## Your task
From the records below, please return each line that holds the word "BehaveJsonSource".

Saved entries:
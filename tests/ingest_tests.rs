// Tests for replaying engine event logs into a report

use hands::adapters::{Adapter, BehaveAdapter, PytestAdapter};
use hands::cli::CollectArgs;
use hands::commands::handle_collect;
use hands::config::Config;
use hands::ingest::{BehaveJsonSource, replay_reportlog};
use hands::report::WriteOutcome;
use hands::state::{ResultStore, TestStatus};
use hands::EngineKind;
use std::fs;
use std::io::{BufReader, Cursor};
use std::path::Path;
use std::sync::Arc;
use tempfile::TempDir;

const REPORTLOG: &str = r#"{"pytest_version": "8.1.1", "$report_type": "SessionStart"}
{"nodeid": "tests/test_api.py::test_ok", "location": ["tests/test_api.py", 3, "test_ok"], "keywords": {}, "outcome": "passed", "longrepr": null, "when": "setup", "start": 1717228800.0, "stop": 1717228800.01, "$report_type": "TestReport"}
{"nodeid": "tests/test_api.py::test_ok", "location": ["tests/test_api.py", 3, "test_ok"], "keywords": {}, "outcome": "passed", "longrepr": null, "when": "call", "start": 1717228800.01, "stop": 1717228800.5, "$report_type": "TestReport"}
{"nodeid": "tests/test_api.py::test_ok", "location": ["tests/test_api.py", 3, "test_ok"], "keywords": {}, "outcome": "passed", "longrepr": null, "when": "teardown", "start": 1717228800.5, "stop": 1717228800.51, "$report_type": "TestReport"}
{"nodeid": "tests/test_api.py::test_broken", "location": ["tests/test_api.py", 8, "test_broken"], "keywords": {}, "outcome": "passed", "longrepr": null, "when": "setup", "start": 1717228801.0, "stop": 1717228801.01, "$report_type": "TestReport"}
{"nodeid": "tests/test_api.py::test_broken", "location": ["tests/test_api.py", 8, "test_broken"], "keywords": {}, "outcome": "failed", "longrepr": {"reprcrash": {"path": "tests/test_api.py", "lineno": 10, "message": "AssertionError: assert 500 == 200"}, "reprtraceback": {}}, "when": "call", "start": 1717228801.01, "stop": 1717228801.25, "$report_type": "TestReport"}
{"nodeid": "tests/test_api.py::test_later", "location": ["tests/test_api.py", 12, "test_later"], "keywords": {}, "outcome": "skipped", "longrepr": ["tests/test_api.py", 12, "Skipped: not ready"], "when": "setup", "start": 1717228802.0, "stop": 1717228802.001, "$report_type": "TestReport"}
this line is not json

{"exitstatus": 1, "$report_type": "SessionFinish"}
"#;

const BEHAVE_JSON: &str = r#"[
  {
    "keyword": "Feature",
    "name": "Login",
    "tags": [],
    "location": "features/login.feature:1",
    "status": "failed",
    "elements": [
      {
        "type": "background",
        "keyword": "Background",
        "name": "",
        "steps": []
      },
      {
        "type": "scenario",
        "keyword": "Scenario",
        "name": "Valid password",
        "tags": ["smoke"],
        "status": "passed",
        "steps": [
          {"keyword": "Given", "step_type": "given", "name": "a registered user", "result": {"status": "passed", "duration": 0.25}},
          {"keyword": "Then", "step_type": "then", "name": "the dashboard opens", "result": {"status": "passed", "duration": 0.5}}
        ]
      },
      {
        "type": "scenario",
        "keyword": "Scenario",
        "name": "Wrong password",
        "tags": [],
        "status": "failed",
        "steps": [
          {"keyword": "Given", "step_type": "given", "name": "a registered user", "result": {"status": "passed", "duration": 0.25}},
          {"keyword": "Then", "step_type": "then", "name": "an error is shown", "result": {"status": "failed", "duration": 0.125, "error_message": ["Assertion Failed: expected error", "but page was blank"]}}
        ]
      }
    ]
  }
]
"#;

fn collect_args(engine: &str, input: &Path, output: &Path) -> CollectArgs {
    CollectArgs {
        engine: Some(engine.to_string()),
        input: input.to_path_buf(),
        output: Some(output.to_path_buf()),
        suite_name: None,
    }
}

// ==================== pytest-reportlog ====================

#[test]
fn test_replay_reportlog_collects_final_reports() {
    // Arrange
    let store = Arc::new(ResultStore::new());
    let adapter = PytestAdapter::new(store.clone());

    // Act
    let stats = replay_reportlog(Cursor::new(REPORTLOG), &adapter).expect("replay");
    adapter.finalize();

    // Assert
    assert_eq!(stats.skipped, 1);
    assert_eq!(stats.reports, 6);
    let results = store.drain();
    let verdicts: Vec<(&str, TestStatus)> =
        results.iter().map(|r| (r.name(), r.status())).collect();
    assert_eq!(
        verdicts,
        vec![
            ("tests/test_api.py::test_ok", TestStatus::Pass),
            ("tests/test_api.py::test_broken", TestStatus::Fail),
            ("tests/test_api.py::test_later", TestStatus::Skip),
        ]
    );
    assert_eq!(
        results[1].message(),
        Some("AssertionError: assert 500 == 200")
    );
    assert!(results[2].message().is_none());
}

#[test]
fn test_replay_reportlog_uses_engine_timestamps() {
    // Arrange
    let store = Arc::new(ResultStore::new());
    let adapter = PytestAdapter::new(store.clone());

    // Act
    replay_reportlog(Cursor::new(REPORTLOG), &adapter).expect("replay");

    // Assert
    let results = store.drain();
    let ok = &results[0];
    assert_eq!(ok.start().timestamp(), 1_717_228_800);
    assert_eq!(ok.elapsed().num_milliseconds(), 500);
}

#[test]
fn test_replay_reportlog_unfinished_test_fails_at_finalize() {
    // Arrange
    let log = r#"{"nodeid": "t.py::test_hang", "outcome": "passed", "when": "setup", "start": 1717228800.0, "stop": 1717228800.1, "$report_type": "TestReport"}"#;
    let store = Arc::new(ResultStore::new());
    let adapter = PytestAdapter::new(store.clone());

    // Act
    replay_reportlog(BufReader::new(log.as_bytes()), &adapter).expect("replay");
    assert!(store.is_empty());
    adapter.finalize();

    // Assert
    let results = store.drain();
    assert_eq!(results.len(), 1);
    assert_eq!(results[0].name(), "t.py::test_hang");
    assert_eq!(results[0].status(), TestStatus::Fail);
}

#[test]
fn test_replay_reportlog_report_without_nodeid_is_kept() {
    // Arrange
    let log = concat!(
        r#"{"$report_type": "TestReport", "when": "call", "outcome": "failed", "longrepr": "boom"}"#,
        "\n",
        r#"{"$report_type": "TestReport", "nodeid": "t.py::test_ok", "when": "call", "outcome": "passed"}"#,
        "\n"
    );
    let store = Arc::new(ResultStore::new());
    let adapter = PytestAdapter::new(store.clone());

    // Act
    let stats = replay_reportlog(Cursor::new(log), &adapter).expect("replay");
    adapter.finalize();

    // Assert
    assert_eq!(stats.skipped, 0);
    let results = store.drain();
    assert_eq!(results.len(), 2);
    assert_eq!(results[0].name(), "<unnamed>");
    assert_eq!(results[0].status(), TestStatus::Fail);
    assert_eq!(results[0].message(), Some("boom"));
    assert_eq!(results[1].name(), "t.py::test_ok");
}

// ==================== behave JSON ====================

#[test]
fn test_behave_json_source_skips_background() {
    // Arrange
    let temp_dir = TempDir::new().expect("Failed to create temp dir");
    let path = temp_dir.path().join("behave.json");
    fs::write(&path, BEHAVE_JSON).unwrap();
    let store = Arc::new(ResultStore::new());
    let adapter = BehaveAdapter::new(store.clone());

    // Act
    adapter.finalize_from(&BehaveJsonSource::new(&path));

    // Assert
    let results = store.drain();
    let names: Vec<&str> = results.iter().map(|r| r.name()).collect();
    assert_eq!(names, vec!["Login :: Valid password", "Login :: Wrong password"]);
    assert_eq!(results[0].elapsed().num_milliseconds(), 750);
    assert_eq!(
        results[1].message(),
        Some("Assertion Failed: expected error\nbut page was blank")
    );
}

#[test]
fn test_behave_json_source_missing_file_reports_nothing() {
    // Arrange
    let temp_dir = TempDir::new().expect("Failed to create temp dir");
    let store = Arc::new(ResultStore::new());
    let adapter = BehaveAdapter::new(store.clone());

    // Act
    let absorbed = adapter.absorb(&BehaveJsonSource::new(temp_dir.path().join("absent.json")));
    adapter.finalize();

    // Assert
    assert_eq!(absorbed, 0);
    assert!(store.is_empty());
}

// ==================== collect command ====================

#[test]
fn test_collect_pytest_writes_report() {
    // Arrange
    let temp_dir = TempDir::new().expect("Failed to create temp dir");
    let input = temp_dir.path().join("reportlog.jsonl");
    let output = temp_dir.path().join("output.xml");
    fs::write(&input, REPORTLOG).unwrap();

    // Act
    let outcome = handle_collect(&collect_args("pytest", &input, &output), &Config::default())
        .expect("collect");

    // Assert
    assert_eq!(outcome.engine, EngineKind::Pytest);
    assert_eq!(
        outcome.report,
        WriteOutcome::Written {
            path: output.clone(),
            tests: 3
        }
    );
    assert_eq!(outcome.summary.failed, 1);
    assert!(!outcome.summary.all_passed());

    let xml = fs::read_to_string(&output).unwrap();
    assert!(xml.contains("name=\"Pytest Suite\""));
    assert!(xml.contains("AssertionError: assert 500 == 200"));
}

#[test]
fn test_collect_behave_directory_with_suite_name() {
    // Arrange
    let temp_dir = TempDir::new().expect("Failed to create temp dir");
    let runs = temp_dir.path().join("runs");
    fs::create_dir(&runs).unwrap();
    fs::write(runs.join("login.json"), BEHAVE_JSON).unwrap();
    fs::write(runs.join("notes.txt"), "ignored").unwrap();
    let output = temp_dir.path().join("output.xml");
    let mut args = collect_args("Behave", &runs, &output);
    args.suite_name = Some("Acceptance".to_string());

    // Act
    let outcome = handle_collect(&args, &Config::default()).expect("collect");

    // Assert
    assert_eq!(outcome.engine, EngineKind::Behave);
    assert_eq!(outcome.summary.total, 2);
    let xml = fs::read_to_string(&output).unwrap();
    assert!(xml.contains("name=\"Acceptance\""));
    assert!(xml.contains("name=\"Login :: Wrong password\""));
}

#[test]
fn test_collect_engine_from_config() {
    // Arrange
    let temp_dir = TempDir::new().expect("Failed to create temp dir");
    let input = temp_dir.path().join("reportlog.jsonl");
    let output = temp_dir.path().join("output.xml");
    fs::write(&input, REPORTLOG).unwrap();
    let config = Config::parse("[general]\nengine = \"pytest\"\n\n[suite]\npytest = \"API\"\n")
        .expect("config");
    let mut args = collect_args("pytest", &input, &output);
    args.engine = None;

    // Act
    let outcome = handle_collect(&args, &config).expect("collect");

    // Assert
    assert_eq!(outcome.engine, EngineKind::Pytest);
    assert!(fs::read_to_string(&output).unwrap().contains("name=\"API\""));
}

#[test]
fn test_collect_rejects_unknown_and_native_engines() {
    // Arrange
    let temp_dir = TempDir::new().expect("Failed to create temp dir");
    let input = temp_dir.path().join("reportlog.jsonl");
    let output = temp_dir.path().join("output.xml");
    fs::write(&input, REPORTLOG).unwrap();

    // Act
    let unknown = handle_collect(&collect_args("nose", &input, &output), &Config::default());
    let native = handle_collect(&collect_args("robot", &input, &output), &Config::default());

    // Assert
    let unknown = unknown.expect_err("unknown engine must fail");
    assert!(unknown.to_string().contains("Unknown engine 'nose'"));
    assert!(native.is_err());
    assert!(!output.exists());
}

#[test]
fn test_collect_behave_huge_duration_writes_report() {
    // Arrange
    let temp_dir = TempDir::new().expect("Failed to create temp dir");
    let input = temp_dir.path().join("behave.json");
    let output = temp_dir.path().join("output.xml");
    let doc = BEHAVE_JSON.replace("\"duration\": 0.25", "\"duration\": 9.0e12");
    fs::write(&input, doc).unwrap();

    // Act
    let outcome = handle_collect(&collect_args("behave", &input, &output), &Config::default())
        .expect("collect");

    // Assert
    assert_eq!(outcome.summary.total, 2);
    assert!(fs::read_to_string(&output).unwrap().contains("Login :: Valid password"));
}

#[test]
fn test_collect_without_results_leaves_no_report() {
    // Arrange
    let temp_dir = TempDir::new().expect("Failed to create temp dir");
    let input = temp_dir.path().join("empty.jsonl");
    let output = temp_dir.path().join("output.xml");
    fs::write(&input, "{\"$report_type\": \"SessionStart\"}\n").unwrap();

    // Act
    let outcome = handle_collect(&collect_args("pytest", &input, &output), &Config::default())
        .expect("collect");

    // Assert
    assert_eq!(outcome.report, WriteOutcome::NothingToReport);
    assert!(!output.exists());
}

## Solution below
use hands::ingest::{BehaveJsonSource, replay_reportlog};
    adapter.finalize_from(&BehaveJsonSource::new(&path));
    let absorbed = adapter.absorb(&BehaveJsonSource::new(temp_dir.path().join("absent.json")));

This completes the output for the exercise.